- **About this task**: A verbatim copy of every entry is required. Produce it now.

Provided data Start Marker

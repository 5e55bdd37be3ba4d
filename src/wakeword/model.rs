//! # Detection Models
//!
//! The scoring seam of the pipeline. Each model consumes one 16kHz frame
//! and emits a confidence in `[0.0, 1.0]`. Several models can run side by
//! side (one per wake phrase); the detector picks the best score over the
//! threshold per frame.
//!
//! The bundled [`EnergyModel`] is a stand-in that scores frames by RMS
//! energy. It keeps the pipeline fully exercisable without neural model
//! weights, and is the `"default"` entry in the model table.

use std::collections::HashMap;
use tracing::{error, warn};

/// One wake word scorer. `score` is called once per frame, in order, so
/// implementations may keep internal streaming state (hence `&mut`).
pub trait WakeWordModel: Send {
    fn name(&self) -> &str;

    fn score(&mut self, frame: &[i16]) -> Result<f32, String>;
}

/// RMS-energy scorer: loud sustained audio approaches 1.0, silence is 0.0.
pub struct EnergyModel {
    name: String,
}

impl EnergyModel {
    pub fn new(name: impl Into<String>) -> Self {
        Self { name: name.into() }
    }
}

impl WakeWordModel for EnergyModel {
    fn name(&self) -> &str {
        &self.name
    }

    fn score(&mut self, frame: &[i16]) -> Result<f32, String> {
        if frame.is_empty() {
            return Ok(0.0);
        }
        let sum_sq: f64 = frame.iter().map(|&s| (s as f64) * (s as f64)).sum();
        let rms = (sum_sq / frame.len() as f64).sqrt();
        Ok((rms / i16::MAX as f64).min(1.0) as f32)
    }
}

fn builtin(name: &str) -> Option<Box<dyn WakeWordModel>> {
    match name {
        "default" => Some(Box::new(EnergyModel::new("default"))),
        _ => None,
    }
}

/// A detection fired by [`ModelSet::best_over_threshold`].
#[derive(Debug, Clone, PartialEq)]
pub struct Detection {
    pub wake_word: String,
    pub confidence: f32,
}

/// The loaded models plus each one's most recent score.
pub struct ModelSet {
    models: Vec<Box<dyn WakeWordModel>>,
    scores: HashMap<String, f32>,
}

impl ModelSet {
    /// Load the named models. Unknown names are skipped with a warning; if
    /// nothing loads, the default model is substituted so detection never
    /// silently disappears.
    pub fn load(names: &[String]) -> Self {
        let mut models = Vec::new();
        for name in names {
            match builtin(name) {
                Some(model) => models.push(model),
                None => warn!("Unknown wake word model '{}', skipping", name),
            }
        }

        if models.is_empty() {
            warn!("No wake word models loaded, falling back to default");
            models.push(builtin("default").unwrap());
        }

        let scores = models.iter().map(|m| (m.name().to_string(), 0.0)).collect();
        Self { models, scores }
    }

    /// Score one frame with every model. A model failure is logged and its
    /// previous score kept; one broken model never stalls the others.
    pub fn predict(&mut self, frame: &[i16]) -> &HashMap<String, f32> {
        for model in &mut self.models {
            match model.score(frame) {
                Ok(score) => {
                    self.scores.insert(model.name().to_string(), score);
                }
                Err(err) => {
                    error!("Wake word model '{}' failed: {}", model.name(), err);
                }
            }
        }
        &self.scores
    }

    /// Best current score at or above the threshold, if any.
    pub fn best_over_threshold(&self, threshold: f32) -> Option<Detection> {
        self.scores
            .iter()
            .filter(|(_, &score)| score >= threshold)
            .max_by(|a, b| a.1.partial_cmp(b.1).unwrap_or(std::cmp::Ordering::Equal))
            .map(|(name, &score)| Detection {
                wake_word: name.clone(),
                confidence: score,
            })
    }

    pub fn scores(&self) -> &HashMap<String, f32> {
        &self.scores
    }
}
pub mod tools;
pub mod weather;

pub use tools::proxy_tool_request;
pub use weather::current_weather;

Provided data End Marker

- **Solution to this problem**:
repository 5e55bdd37be3ba4d
filename src/wakeword/model.rs
//! # Detection Models
//!
//! The scoring seam of the pipeline. Each model consumes one 16kHz frame
//! and emits a confidence in `[0.0, 1.0]`. Several models can run side by
//! side (one per wake phrase); the detector picks the best score over the
//! threshold per frame.
//!
//! The bundled [`EnergyModel`] is a stand-in that scores frames by RMS
//! energy. It keeps the pipeline fully exercisable without neural model
//! weights, and is the `"default"` entry in the model table.

use std::collections::HashMap;
use tracing::{error, warn};

/// One wake word scorer. `score` is called once per frame, in order, so
/// implementations may keep internal streaming state (hence `&mut`).
pub trait WakeWordModel: Send {
    fn name(&self) -> &str;

    fn score(&mut self, frame: &[i16]) -> Result<f32, String>;
}

/// RMS-energy scorer: loud sustained audio approaches 1.0, silence is 0.0.
pub struct EnergyModel {
    name: String,
}

impl EnergyModel {
    pub fn new(name: impl Into<String>) -> Self {
        Self { name: name.into() }
    }
}

impl WakeWordModel for EnergyModel {
    fn name(&self) -> &str {
        &self.name
    }

    fn score(&mut self, frame: &[i16]) -> Result<f32, String> {
        if frame.is_empty() {
            return Ok(0.0);
        }
        let sum_sq: f64 = frame.iter().map(|&s| (s as f64) * (s as f64)).sum();
        let rms = (sum_sq / frame.len() as f64).sqrt();
        Ok((rms / i16::MAX as f64).min(1.0) as f32)
    }
}

fn builtin(name: &str) -> Option<Box<dyn WakeWordModel>> {
    match name {
        "default" => Some(Box::new(EnergyModel::new("default"))),
        _ => None,
    }
}

/// A detection fired by [`ModelSet::best_over_threshold`].
#[derive(Debug, Clone, PartialEq)]
pub struct Detection {
    pub wake_word: String,
    pub confidence: f32,
}

/// The loaded models plus each one's most recent score.
pub struct ModelSet {
    models: Vec<Box<dyn WakeWordModel>>,
    scores: HashMap<String, f32>,
}

impl ModelSet {
    /// Load the named models. Unknown names are skipped with a warning; if
    /// nothing loads, the default model is substituted so detection never
    /// silently disappears.
    pub fn load(names: &[String]) -> Self {
        let mut models = Vec::new();
        for name in names {
            match builtin(name) {
                Some(model) => models.push(model),
                None => warn!("Unknown wake word model '{}', skipping", name),
            }
        }

        if models.is_empty() {
            warn!("No wake word models loaded, falling back to default");
            models.push(builtin("default").unwrap());
        }

        let scores = models.iter().map(|m| (m.name().to_string(), 0.0)).collect();
        Self { models, scores }
    }

    /// Score one frame with every model. A model failure is logged and its
    /// previous score kept; one broken model never stalls the others.
    pub fn predict(&mut self, frame: &[i16]) -> &HashMap<String, f32> {
        for model in &mut self.models {
            match model.score(frame) {
                Ok(score) => {
                    self.scores.insert(model.name().to_string(), score);
                }
                Err(err) => {
                    error!("Wake word model '{}' failed: {}", model.name(), err);
                }
            }
        }
        &self.scores
    }

    /// Best current score at or above the threshold, if any.
    pub fn best_over_threshold(&self, threshold: f32) -> Option<Detection> {
        self.scores
            .iter()
            .filter(|(_, &score)| score >= threshold)
            .max_by(|a, b| a.1.partial_cmp(b.1).unwrap_or(std::cmp::Ordering::Equal))
            .map(|(name, &score)| Detection {
                wake_word: name.clone(),
                confidence: score,
            })
    }

    pub fn scores(&self) -> &HashMap<String, f32> {
        &self.scores
    }
}
pub mod tools;
pub mod weather;

pub use tools::proxy_tool_request;
pub use weather::current_weather;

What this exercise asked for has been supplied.